DETAILED DESCRIPTION
[0020] FIGS. 1-3 generally show the elements of a nuclear magnetic
resonance imaging arrangement, in a configuration that is
appropriate for imaging the human breasts. This configuration,
operated with a spiral gradient sequence as explained below, is
particularly useful in connection with screening and diagnostic
operations for breast cancer; however, the system and method
described herein are not limited to such applications.

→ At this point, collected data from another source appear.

//! Validated question/answer set.
//!
//! Answers arrive from the external Q&A flow as a loose JSON object. They are
//! checked once here against the known question codes and their expected
//! value kinds, so the inference pipeline only ever sees typed values.

use std::collections::BTreeMap;
use std::sync::LazyLock;

use regex::Regex;
use serde::{Deserialize, Serialize};
use tracing::{debug, warn};

use crate::error::{Result, SmartCheckError};

/// Runs of anything that is not a lower-case letter or digit.
static NON_CODE_RE: LazyLock<Regex> =
    LazyLock::new(|| Regex::new(r"[^a-z0-9]+").expect("code regex"));

/// Normalize a free-form code to `snake_case` (`"Waterproofing Level"` → `waterproofing_level`).
pub fn normalize_code(raw: &str) -> String {
    let lower = raw.trim().to_lowercase();
    NON_CODE_RE
        .replace_all(&lower, "_")
        .trim_matches('_')
        .to_string()
}

// ---------------------------------------------------------------------------
// Question codes
// ---------------------------------------------------------------------------

/// Expected value kind of a question.
#[derive(Debug, Clone, Copy, PartialEq, Eq, Serialize, Deserialize)]
#[serde(rename_all = "snake_case")]
pub enum AnswerKind {
    Bool,
    Text,
    List,
}

/// Known question codes. Answers for any other code are dropped at the boundary.
#[derive(Debug, Clone, Copy, PartialEq, Eq, Hash, PartialOrd, Ord, Serialize, Deserialize)]
#[serde(rename_all = "snake_case")]
pub enum QuestionCode {
    StructuralChanges,
    WaterproofingLevel,
    ShowerType,
    SteamShower,
    OccupiedDuringWork,
    ElectricalScope,
    PanelUpgrade,
    RoomsInScope,
    ExteriorWork,
    HvacChanges,
    RelocatingPlumbing,
    PermitRequired,
}

impl QuestionCode {
    pub const ALL: [QuestionCode; 12] = [
        Self::StructuralChanges,
        Self::WaterproofingLevel,
        Self::ShowerType,
        Self::SteamShower,
        Self::OccupiedDuringWork,
        Self::ElectricalScope,
        Self::PanelUpgrade,
        Self::RoomsInScope,
        Self::ExteriorWork,
        Self::HvacChanges,
        Self::RelocatingPlumbing,
        Self::PermitRequired,
    ];

    pub fn as_str(&self) -> &'static str {
        match self {
            Self::StructuralChanges => "structural_changes",
            Self::WaterproofingLevel => "waterproofing_level",
            Self::ShowerType => "shower_type",
            Self::SteamShower => "steam_shower",
            Self::OccupiedDuringWork => "occupied_during_work",
            Self::ElectricalScope => "electrical_scope",
            Self::PanelUpgrade => "panel_upgrade",
            Self::RoomsInScope => "rooms_in_scope",
            Self::ExteriorWork => "exterior_work",
            Self::HvacChanges => "hvac_changes",
            Self::RelocatingPlumbing => "relocating_plumbing",
            Self::PermitRequired => "permit_required",
        }
    }

    pub fn kind(&self) -> AnswerKind {
        match self {
            Self::WaterproofingLevel | Self::ShowerType | Self::ElectricalScope => AnswerKind::Text,
            Self::RoomsInScope => AnswerKind::List,
            _ => AnswerKind::Bool,
        }
    }

    /// Look up a code after normalization. Returns `None` for unknown codes.
    pub fn from_code(raw: &str) -> Option<Self> {
        let code = normalize_code(raw);
        Self::ALL.into_iter().find(|q| q.as_str() == code)
    }
}

impl std::fmt::Display for QuestionCode {
    fn fmt(&self, f: &mut std::fmt::Formatter<'_>) -> std::fmt::Result {
        f.write_str(self.as_str())
    }
}

// ---------------------------------------------------------------------------
// Values
// ---------------------------------------------------------------------------

/// A typed answer value.
#[derive(Debug, Clone, PartialEq, Eq, Serialize, Deserialize)]
#[serde(untagged)]
pub enum AnswerValue {
    Bool(bool),
    Text(String),
    List(Vec<String>),
}

impl AnswerValue {
    pub fn kind(&self) -> AnswerKind {
        match self {
            Self::Bool(_) => AnswerKind::Bool,
            Self::Text(_) => AnswerKind::Text,
            Self::List(_) => AnswerKind::List,
        }
    }
}

// ---------------------------------------------------------------------------
// AnswerSet
// ---------------------------------------------------------------------------

/// Answers keyed by question code. Every value matches its code's [`AnswerKind`].
///
/// Deserialization goes through [`AnswerSet::from_json`], so the same
/// validation applies however the set is built.
#[derive(Debug, Clone, Default, PartialEq, Eq, Serialize, Deserialize)]
#[serde(try_from = "serde_json::Value")]
pub struct AnswerSet(BTreeMap<QuestionCode, AnswerValue>);

impl TryFrom<serde_json::Value> for AnswerSet {
    type Error = SmartCheckError;

    fn try_from(raw: serde_json::Value) -> Result<Self> {
        Self::from_json(&raw)
    }
}

impl AnswerSet {
    pub fn new() -> Self {
        Self::default()
    }

    /// Validate a raw JSON answer object.
    ///
    /// Unknown codes and `null` values are dropped; values are coerced to the
    /// code's expected kind where unambiguous. Anything else is a validation error.
    pub fn from_json(raw: &serde_json::Value) -> Result<Self> {
        let obj = match raw {
            serde_json::Value::Null => return Ok(Self::default()),
            serde_json::Value::Object(obj) => obj,
            other => {
                return Err(SmartCheckError::validation(format!(
                    "answers must be a JSON object, got {}",
                    json_kind(other)
                )));
            }
        };

        let mut answers = Self::default();
        for (raw_code, value) in obj {
            let Some(code) = QuestionCode::from_code(raw_code) else {
                warn!(code = %raw_code, "dropping answer for unknown question code");
                continue;
            };
            if let Some(value) = coerce(code, value)? {
                answers.0.insert(code, value);
            }
        }

        debug!(answer_count = answers.0.len(), "answers validated");
        Ok(answers)
    }

    /// Insert an answer, checking its kind against the question.
    pub fn insert(&mut self, code: QuestionCode, value: AnswerValue) -> Result<()> {
        if value.kind() != code.kind() {
            return Err(SmartCheckError::validation(format!(
                "{code} expects a {:?} answer, got {:?}",
                code.kind(),
                value.kind()
            )));
        }
        self.0.insert(code, value);
        Ok(())
    }

    /// Builder-style insert for literals known to be well-kinded.
    /// Mismatched kinds are ignored.
    pub fn with(mut self, code: QuestionCode, value: AnswerValue) -> Self {
        if value.kind() == code.kind() {
            self.0.insert(code, value);
        }
        self
    }

    pub fn is_answered(&self, code: QuestionCode) -> bool {
        self.0.contains_key(&code)
    }

    /// `true` only for an explicit yes.
    pub fn flag(&self, code: QuestionCode) -> bool {
        matches!(self.0.get(&code), Some(AnswerValue::Bool(true)))
    }

    pub fn text(&self, code: QuestionCode) -> Option<&str> {
        match self.0.get(&code) {
            Some(AnswerValue::Text(s)) => Some(s.as_str()),
            _ => None,
        }
    }

    pub fn list(&self, code: QuestionCode) -> &[String] {
        match self.0.get(&code) {
            Some(AnswerValue::List(items)) => items,
            _ => &[],
        }
    }

    /// Case-insensitive substring test against a text answer or any list entry.
    pub fn contains_text(&self, code: QuestionCode, needle: &str) -> bool {
        let needle = needle.to_lowercase();
        match self.0.get(&code) {
            Some(AnswerValue::Text(s)) => s.to_lowercase().contains(&needle),
            Some(AnswerValue::List(items)) => {
                items.iter().any(|s| s.to_lowercase().contains(&needle))
            }
            _ => false,
        }
    }

    pub fn len(&self) -> usize {
        self.0.len()
    }

    pub fn is_empty(&self) -> bool {
        self.0.is_empty()
    }
}

fn coerce(code: QuestionCode, value: &serde_json::Value) -> Result<Option<AnswerValue>> {
    use serde_json::Value;

    let mismatch = || {
        SmartCheckError::validation(format!(
            "{code} expects a {:?} answer, got {}",
            code.kind(),
            json_kind(value)
        ))
    };

    let coerced = match (code.kind(), value) {
        (_, Value::Null) => return Ok(None),

        (AnswerKind::Bool, Value::Bool(b)) => AnswerValue::Bool(*b),
        (AnswerKind::Bool, Value::Number(n)) => {
            AnswerValue::Bool(n.as_f64().is_some_and(|f| f != 0.0))
        }
        (AnswerKind::Bool, Value::String(s)) => match normalize_code(s).as_str() {
            "yes" | "y" | "true" | "1" => AnswerValue::Bool(true),
            "no" | "n" | "false" | "0" | "" => AnswerValue::Bool(false),
            _ => return Err(mismatch()),
        },

        (AnswerKind::Text, Value::String(s)) => AnswerValue::Text(s.clone()),
        (AnswerKind::Text, Value::Number(n)) => AnswerValue::Text(n.to_string()),

        (AnswerKind::List, Value::String(s)) => AnswerValue::List(vec![s.clone()]),
        (AnswerKind::List, Value::Array(items)) => {
            let mut out = Vec::with_capacity(items.len());
            for item in items {
                match item {
                    Value::String(s) => out.push(s.clone()),
                    Value::Null => {}
                    _ => return Err(mismatch()),
                }
            }
            AnswerValue::List(out)
        }

        _ => return Err(mismatch()),
    };

    Ok(Some(coerced))
}

fn json_kind(value: &serde_json::Value) -> &'static str {
    match value {
        serde_json::Value::Null => "null",
        serde_json::Value::Bool(_) => "boolean",
        serde_json::Value::Number(_) => "number",
        serde_json::Value::String(_) => "string",
        serde_json::Value::Array(_) => "array",
        serde_json::Value::Object(_) => "object",
    }
}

[0021] The system 100 comprises a set of electromagnets including a
biasing coil 102 (shown in FIG. 2) for establishing a static
magnetic biasing field, B.sub.0, in a longitudinal direction with
respect to a patient (not shown in FIGS. 1 and 2) lying on a table
122. Table 122 can be translated into the lumen of the biasing coil
102 to a position where the biasing magnetic field is substantially
isometric. The patient lies prone, feet toward the coil 102, with
breasts depending through openings 124 in the table 122 into an
accessible zone. In certain procedures, the breasts may be held
stable in a fixture (not shown) to facilitate biopsy procedures
undertaken with the aid of positioning guidance from the imaging
data obtained using the apparatus.
[0022] As shown in FIG. 2, biasing coil 102 is positioned to
provide a static magnetic field in the longitudinal or z-direction.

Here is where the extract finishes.